A.A. Milne (author of Winnie the Pooh), often took his son Christopher Robin on trips to London Zoo. The small boy was very fond of the bear. It was thought that Christopher Robin named his bear Winnie after Winnipeg.
How Pooh started:
Alan Alexander Milne was born in Hampstead, London on 18 January 1882. He entered Henley House school in September 1888 and won a scholarship in 1893 to Westminster. He then progressed to Trinity College, Cambridge in 1900. There, he became editor of "Granta", an undergraduate magazine, and in 1906, he became assistant editor of "Punch", a satirical magazine.
He started writing a collection of children's poems including his famous "vespers" which were written as a gift to his wife. E.H. Shepard provided the illustrations and on November 6, 1924, "When We Were Young" was published. It was dedicated to his son, Christopher Robin.
In 1925, Milne wrote a Christmas story for the Evening News "a New Story for Children: Winnie the Pooh about Christopher Robin and his Teddy Bear." This is where Pooh made his first appearance. Winnie the Pooh was published in London on October 14, 1926 and Winnie the Pooh and his friends were born.
How Pooh came to life:
Ernest Howard Shepard brought Winnie the Pooh and Friends to life with enchanting and captivating drawings. He was born on December 10, 1879, in St John's Wood, London.
He attended the Church of England school in Baker Street. At 13, he started school at St. Pauls, and began a course at Heartherley School of Fine Art after leaving St. Pauls. He did so well that he won a scholarship to the Royal Academy where he began in 1897.
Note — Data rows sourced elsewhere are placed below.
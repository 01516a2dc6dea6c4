//! Substitution models: named, parameterized generator matrices.
//!
//! A substitution model describes how a single site evolves as a
//! continuous-time Markov chain. It is stored as an exchangeability matrix
//! (the relative rate at which each pair of characters is swapped, independent
//! of their frequencies) together with the stationary distribution of the
//! chain. The generator matrix is derived from both (see
//! [`crate::model::rate_matrix`]).
//!
//! ## Normalization
//! Branch lengths are measured in expected substitutions per site, so models
//! handed to the simulator are normally *normalized*: their total rate
//! `-Σ_i π_i Q_ii` is one. [`SubstitutionModel::new`] and all named
//! constructors normalize. [`SubstitutionModel::unnormalized`] skips that step
//! for composition pipelines (mixtures, gamma expansion) that rescale their
//! components relative to each other and must not normalize them twice.
//!
//! Models are immutable values. [`SubstitutionModel::scale`],
//! [`SubstitutionModel::normalize`] and [`SubstitutionModel::append_name`]
//! return new models.

use nalgebra::{DMatrix, DVector};
use serde::Serialize;

use crate::base::Alphabet;
use crate::errors::ModelError;
use crate::model::rate_matrix::{
    self, ExchangeabilityMatrix, RateMatrix, StationaryDistribution, TransitionMatrix,
};

/// A substitution model over one alphabet.
///
/// Nucleotide states are indexed A=0, C=1, G=2, T=3; amino acids follow the
/// order of [`Alphabet::Protein`].
#[derive(Debug, Clone, PartialEq, Serialize)]
pub struct SubstitutionModel {
    alphabet: Alphabet,
    name: String,
    params: Vec<f64>,
    stationary: StationaryDistribution,
    exchangeability: ExchangeabilityMatrix,
}

impl SubstitutionModel {
    /// Create a normalized substitution model.
    ///
    /// # Arguments
    /// * `alphabet` - Must be [`Alphabet::Dna`] or [`Alphabet::Protein`].
    /// * `name` - Model name used in summaries and error messages.
    /// * `params` - Model parameters, kept for reporting only.
    /// * `stationary` - Stationary distribution of length `k`.
    /// * `exchangeability` - Symmetric `k×k` matrix with zero diagonal.
    ///
    /// # Errors
    /// Returns an error if the alphabet is not supported, if sizes disagree,
    /// if the distribution is invalid, or if the model has a total rate of
    /// zero (it cannot be normalized).
    pub fn new(
        alphabet: Alphabet,
        name: impl Into<String>,
        params: Vec<f64>,
        stationary: StationaryDistribution,
        exchangeability: ExchangeabilityMatrix,
    ) -> Result<Self, ModelError> {
        Self::unnormalized(alphabet, name, params, stationary, exchangeability)?.normalize()
    }

    /// Create a substitution model without normalizing it.
    ///
    /// Performs the same validation as [`SubstitutionModel::new`] except that
    /// a total rate of zero is allowed.
    pub fn unnormalized(
        alphabet: Alphabet,
        name: impl Into<String>,
        params: Vec<f64>,
        stationary: StationaryDistribution,
        exchangeability: ExchangeabilityMatrix,
    ) -> Result<Self, ModelError> {
        let name = name.into();
        rate_matrix::validate_parts(&name, alphabet, &exchangeability, &stationary)?;
        Ok(Self {
            alphabet,
            name,
            params,
            stationary,
            exchangeability,
        })
    }

    /// Jukes-Cantor (1969) model for nucleotides.
    ///
    /// All substitutions are equally likely and all bases equally frequent.
    pub fn jc() -> Result<Self, ModelError> {
        Self::new(
            Alphabet::Dna,
            "JC",
            Vec::new(),
            DVector::from_element(4, 0.25),
            uniform_exchangeability(4),
        )
    }

    /// Felsenstein (1981) model: equal exchangeabilities, arbitrary base frequencies.
    pub fn f81(frequencies: &[f64]) -> Result<Self, ModelError> {
        Self::new(
            Alphabet::Dna,
            "F81",
            Vec::new(),
            DVector::from_row_slice(frequencies),
            uniform_exchangeability(4),
        )
    }

    /// Hasegawa-Kishino-Yano (1985) model.
    ///
    /// Transitions (A↔G, C↔T) are `kappa` times more exchangeable than
    /// transversions.
    ///
    /// # Errors
    /// Returns an error if `kappa` is not positive and finite, or if the
    /// frequencies are not a distribution over four states.
    pub fn hky(kappa: f64, frequencies: &[f64]) -> Result<Self, ModelError> {
        if !kappa.is_finite() || kappa <= 0.0 {
            return Err(ModelError::InvalidParameter(format!(
                "HKY kappa must be positive, got {kappa}"
            )));
        }
        let mut exchangeability = uniform_exchangeability(4);
        for (i, j) in [(0, 2), (1, 3)] {
            exchangeability[(i, j)] = kappa;
            exchangeability[(j, i)] = kappa;
        }
        Self::new(
            Alphabet::Dna,
            "HKY",
            vec![kappa],
            DVector::from_row_slice(frequencies),
            exchangeability,
        )
    }

    /// General time-reversible nucleotide model.
    ///
    /// # Arguments
    /// * `rates` - Exchangeabilities in the order A↔C, A↔G, A↔T, C↔G, C↔T, G↔T.
    /// * `frequencies` - Stationary base frequencies.
    pub fn gtr4(rates: [f64; 6], frequencies: &[f64]) -> Result<Self, ModelError> {
        let mut exchangeability = DMatrix::zeros(4, 4);
        let pairs = [(0, 1), (0, 2), (0, 3), (1, 2), (1, 3), (2, 3)];
        for (&(i, j), &rate) in pairs.iter().zip(rates.iter()) {
            exchangeability[(i, j)] = rate;
            exchangeability[(j, i)] = rate;
        }
        Self::new(
            Alphabet::Dna,
            "GTR",
            rates.to_vec(),
            DVector::from_row_slice(frequencies),
            exchangeability,
        )
    }

    /// Poisson model for amino acids: equal exchangeabilities and frequencies.
    pub fn poisson() -> Result<Self, ModelError> {
        let k = Alphabet::Protein.size();
        Self::new(
            Alphabet::Protein,
            "Poisson",
            Vec::new(),
            DVector::from_element(k, 1.0 / k as f64),
            uniform_exchangeability(k),
        )
    }

    /// Poisson model for amino acids with custom stationary frequencies.
    pub fn poisson_custom(frequencies: &[f64]) -> Result<Self, ModelError> {
        Self::new(
            Alphabet::Protein,
            "Poisson-Custom",
            Vec::new(),
            DVector::from_row_slice(frequencies),
            uniform_exchangeability(Alphabet::Protein.size()),
        )
    }

    #[inline]
    pub fn alphabet(&self) -> Alphabet {
        self.alphabet
    }

    #[inline]
    pub fn name(&self) -> &str {
        &self.name
    }

    #[inline]
    pub fn params(&self) -> &[f64] {
        &self.params
    }

    #[inline]
    pub fn stationary_distribution(&self) -> &StationaryDistribution {
        &self.stationary
    }

    #[inline]
    pub fn exchangeability_matrix(&self) -> &ExchangeabilityMatrix {
        &self.exchangeability
    }

    /// Number of states.
    #[inline]
    pub fn n_states(&self) -> usize {
        self.stationary.len()
    }

    /// The generator matrix `Q`.
    pub fn rate_matrix(&self) -> RateMatrix {
        rate_matrix::generator_unchecked(&self.exchangeability, &self.stationary)
    }

    /// Expected number of substitutions per unit time at equilibrium.
    pub fn total_rate(&self) -> f64 {
        rate_matrix::total_rate(&self.rate_matrix(), &self.stationary)
    }

    /// Transition probabilities over a branch of length `t`.
    pub fn transition_probabilities(&self, t: f64) -> Result<TransitionMatrix, ModelError> {
        rate_matrix::transition_probabilities(&self.rate_matrix(), t)
    }

    /// Multiply every exchangeability by `factor`.
    ///
    /// The stationary distribution is unchanged, so the total rate is
    /// multiplied by `factor` as well.
    ///
    /// # Errors
    /// Returns [`ModelError::InvalidParameter`] if `factor` is negative or not finite.
    pub fn scale(&self, factor: f64) -> Result<Self, ModelError> {
        if !factor.is_finite() || factor < 0.0 {
            return Err(ModelError::InvalidParameter(format!(
                "cannot scale model '{}' by {factor}",
                self.name
            )));
        }
        Ok(Self {
            exchangeability: &self.exchangeability * factor,
            ..self.clone()
        })
    }

    /// Rescale so that the total rate is one.
    ///
    /// # Errors
    /// Returns [`ModelError::InvalidParameter`] if the total rate is zero.
    pub fn normalize(&self) -> Result<Self, ModelError> {
        let rate = self.total_rate();
        if !rate.is_finite() || rate <= 0.0 {
            return Err(ModelError::InvalidParameter(format!(
                "model '{}' has total rate {rate} and cannot be normalized",
                self.name
            )));
        }
        self.scale(1.0 / rate)
    }

    /// Return a copy whose name has `suffix` appended.
    pub fn append_name(&self, suffix: &str) -> Self {
        Self {
            name: format!("{}{suffix}", self.name),
            ..self.clone()
        }
    }

    /// Human-readable description, one line per entry.
    pub fn summarize(&self) -> Vec<String> {
        let mut lines = vec![
            format!("Model: {}", self.name),
            format!("Alphabet: {}", self.alphabet),
        ];
        if !self.params.is_empty() {
            lines.push(format!("Parameters: {}", format_values(&self.params)));
        }
        lines.push(format!(
            "Stationary distribution: {}",
            format_values(self.stationary.as_slice())
        ));
        // Amino acid matrices are too wide to be useful in a log.
        if self.alphabet == Alphabet::Dna {
            lines.push("Exchangeability matrix:".to_string());
            for row in self.exchangeability.row_iter() {
                let values: Vec<f64> = row.iter().copied().collect();
                lines.push(format!("  {}", format_values(&values)));
            }
        }
        lines.push(format!("Total rate: {:.6}", self.total_rate()));
        lines
    }
}

fn uniform_exchangeability(k: usize) -> ExchangeabilityMatrix {
    DMatrix::from_fn(k, k, |i, j| if i == j { 0.0 } else { 1.0 })
}

pub(crate) fn format_values(values: &[f64]) -> String {
    values
        .iter()
        .map(|v| format!("{v:.6}"))
        .collect::<Vec<_>>()
        .join(" ")
}

#[cfg(test)]
mod tests {
    use super::*;

    const SKEWED: [f64; 4] = [0.1, 0.2, 0.3, 0.4];

    #[test]
    fn test_jc_is_normalized() {
        let model = SubstitutionModel::jc().unwrap();
        assert_eq!(model.alphabet(), Alphabet::Dna);
        assert_eq!(model.name(), "JC");
        assert!((model.total_rate() - 1.0).abs() < 1e-9);
    }

    #[test]
    fn test_named_models_are_normalized() {
        let models = vec![
            SubstitutionModel::f81(&SKEWED).unwrap(),
            SubstitutionModel::hky(4.0, &SKEWED).unwrap(),
            SubstitutionModel::gtr4([1.0, 2.0, 0.5, 0.7, 3.0, 1.0], &SKEWED).unwrap(),
            SubstitutionModel::poisson().unwrap(),
        ];
        for model in models {
            assert!(
                (model.total_rate() - 1.0).abs() < 1e-9,
                "{} has rate {}",
                model.name(),
                model.total_rate()
            );
        }
    }

    #[test]
    fn test_hky_transitions_exceed_transversions() {
        let model = SubstitutionModel::hky(5.0, &[0.25; 4]).unwrap();
        let q = model.rate_matrix();
        // A -> G is a transition, A -> C a transversion.
        assert!((q[(0, 2)] / q[(0, 1)] - 5.0).abs() < 1e-9);
        assert!((q[(1, 3)] / q[(1, 2)] - 5.0).abs() < 1e-9);
        assert_eq!(model.params(), &[5.0]);
    }

    #[test]
    fn test_hky_invalid_kappa() {
        assert!(SubstitutionModel::hky(0.0, &[0.25; 4]).is_err());
        assert!(SubstitutionModel::hky(-1.0, &[0.25; 4]).is_err());
        assert!(SubstitutionModel::hky(f64::INFINITY, &[0.25; 4]).is_err());
    }

    #[test]
    fn test_f81_wrong_frequency_count() {
        let err = SubstitutionModel::f81(&[0.5, 0.5]).unwrap_err();
        assert!(matches!(err, ModelError::DimensionMismatch { expected: 4, found: 2, .. }));
    }

    #[test]
    fn test_unsupported_alphabet_rejected() {
        let k = Alphabet::ProteinX.size();
        let err = SubstitutionModel::new(
            Alphabet::ProteinX,
            "bad",
            Vec::new(),
            DVector::from_element(k, 1.0 / k as f64),
            uniform_exchangeability(k),
        )
        .unwrap_err();
        assert_eq!(err, ModelError::UnsupportedAlphabet(Alphabet::ProteinX));
    }

    #[test]
    fn test_scale_multiplies_rate() {
        let model = SubstitutionModel::hky(2.0, &SKEWED).unwrap();
        let scaled = model.scale(3.5).unwrap();
        assert!((scaled.total_rate() - 3.5).abs() < 1e-9);
        assert_eq!(scaled.stationary_distribution(), model.stationary_distribution());
        assert_eq!(scaled.name(), model.name());
        // The original is untouched.
        assert!((model.total_rate() - 1.0).abs() < 1e-9);
    }

    #[test]
    fn test_scale_rejects_invalid_factor() {
        let model = SubstitutionModel::jc().unwrap();
        assert!(model.scale(-1.0).is_err());
        assert!(model.scale(f64::NAN).is_err());
        assert!(model.scale(0.0).is_ok());
    }

    #[test]
    fn test_normalize_restores_unit_rate() {
        let model = SubstitutionModel::gtr4([1.0, 2.0, 0.5, 0.7, 3.0, 1.0], &SKEWED)
            .unwrap()
            .scale(0.123)
            .unwrap();
        let normalized = model.normalize().unwrap();
        assert!((normalized.total_rate() - 1.0).abs() < 1e-9);
    }

    #[test]
    fn test_unnormalized_keeps_rate() {
        let model = SubstitutionModel::unnormalized(
            Alphabet::Dna,
            "raw",
            Vec::new(),
            DVector::from_element(4, 0.25),
            uniform_exchangeability(4),
        )
        .unwrap();
        assert!((model.total_rate() - 0.75).abs() < 1e-12);
    }

    #[test]
    fn test_zero_rate_cannot_be_normalized() {
        let zero = DMatrix::zeros(4, 4);
        let raw = SubstitutionModel::unnormalized(
            Alphabet::Dna,
            "invariant",
            Vec::new(),
            DVector::from_element(4, 0.25),
            zero.clone(),
        )
        .unwrap();
        assert!(raw.normalize().is_err());
        assert!(
            SubstitutionModel::new(Alphabet::Dna, "invariant", Vec::new(), DVector::from_element(4, 0.25), zero)
                .is_err()
        );
    }

    #[test]
    fn test_append_name() {
        let model = SubstitutionModel::jc().unwrap().append_name("; gamma rate category 1");
        assert_eq!(model.name(), "JC; gamma rate category 1");
    }

    #[test]
    fn test_transition_converges_to_stationary() {
        let model = SubstitutionModel::hky(3.0, &SKEWED).unwrap();
        let p = model.transition_probabilities(100.0).unwrap();
        for i in 0..4 {
            for (j, &pi) in SKEWED.iter().enumerate() {
                assert!((p[(i, j)] - pi).abs() < 1e-6);
            }
        }
    }

    #[test]
    fn test_summarize_mentions_parameters() {
        let lines = SubstitutionModel::hky(2.0, &[0.25; 4]).unwrap().summarize();
        assert_eq!(lines[0], "Model: HKY");
        assert!(lines.iter().any(|l| l.starts_with("Parameters: 2.000000")));
        assert!(lines.iter().any(|l| l == "Exchangeability matrix:"));
        assert_eq!(lines.last().unwrap(), "Total rate: 1.000000");

        let protein = SubstitutionModel::poisson().unwrap().summarize();
        assert!(!protein.iter().any(|l| l == "Exchangeability matrix:"));
    }
}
In 1921, he was invited to become a member of Punch and he accepted. During one of his meetings, he was asked to illustrate some children's verses written by A. A. Milne. He and Milne spent many hours together in Ashdown Forest, where the stories took place. His partnership with Milne produced 2 children's books of verses, and 2 Winnie the Pooh books, which are now famous throughout the world.